Description of the task.
Reproduce the listing that follows with no differences at all.

Data to examine.
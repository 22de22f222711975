//! glance-hw: Linux capture backend for the session manager.
//!
//! Provides V4L2 camera access, maps devices to facing modes, and probes
//! device-node permissions.

pub mod backend;
pub mod camera;
pub mod devices;
pub mod permission;

pub use backend::{V4lBackend, V4lStream};
pub use camera::{Camera, DeviceError, DeviceInfo, LiveCapture, PixelFormat};
pub use devices::{FacingOverrides, ResolvedDevice};
//! glance-core: Camera session lifecycle.
//!
//! Owns at most one live capture stream, arbitrates start/stop/switch
//! requests with a generation counter, and reports progress as status
//! events. Hardware access goes through the [`CaptureBackend`] trait so the
//! state machine runs unchanged against V4L2 or a test double.

pub mod backend;
pub mod error;
pub mod frame;
pub mod permission;
pub mod poller;
pub mod session;
pub mod status;
pub mod types;

#[cfg(test)]
pub(crate) mod mock;

pub use backend::{CaptureBackend, StreamHandle};
pub use error::CameraError;
pub use frame::Frame;
pub use permission::PermissionMonitor;
pub use poller::{DetectionPoller, FrameConsumer, PollStats, PollerHandle};
pub use session::SessionManager;
pub use status::{ChannelSink, Severity, StatusEvent, StatusSink, TracingSink};
pub use types::{Constraints, Facing, PermissionState, SessionState, SessionStatus};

Answer to the exercise.
repository 22de22f222711975
//! glance-hw: Linux capture backend for the session manager.
//!
//! Provides V4L2 camera access, maps devices to facing modes, and probes
//! device-node permissions.

pub mod backend;
pub mod camera;
pub mod devices;
pub mod permission;

pub use backend::{V4lBackend, V4lStream};
pub use camera::{Camera, DeviceError, DeviceInfo, LiveCapture, PixelFormat};
pub use devices::{FacingOverrides, ResolvedDevice};
//! glance-core: Camera session lifecycle.
//!
//! Owns at most one live capture stream, arbitrates start/stop/switch
//! requests with a generation counter, and reports progress as status
//! events. Hardware access goes through the [`CaptureBackend`] trait so the
//! state machine runs unchanged against V4L2 or a test double.

pub mod backend;
pub mod error;
pub mod frame;
pub mod permission;
pub mod poller;
pub mod session;
pub mod status;
pub mod types;

#[cfg(test)]
pub(crate) mod mock;

pub use backend::{CaptureBackend, StreamHandle};
pub use error::CameraError;
pub use frame::Frame;
pub use permission::PermissionMonitor;
pub use poller::{DetectionPoller, FrameConsumer, PollStats, PollerHandle};
pub use session::SessionManager;
pub use status::{ChannelSink, Severity, StatusEvent, StatusSink, TracingSink};
pub use types::{Constraints, Facing, PermissionState, SessionState, SessionStatus};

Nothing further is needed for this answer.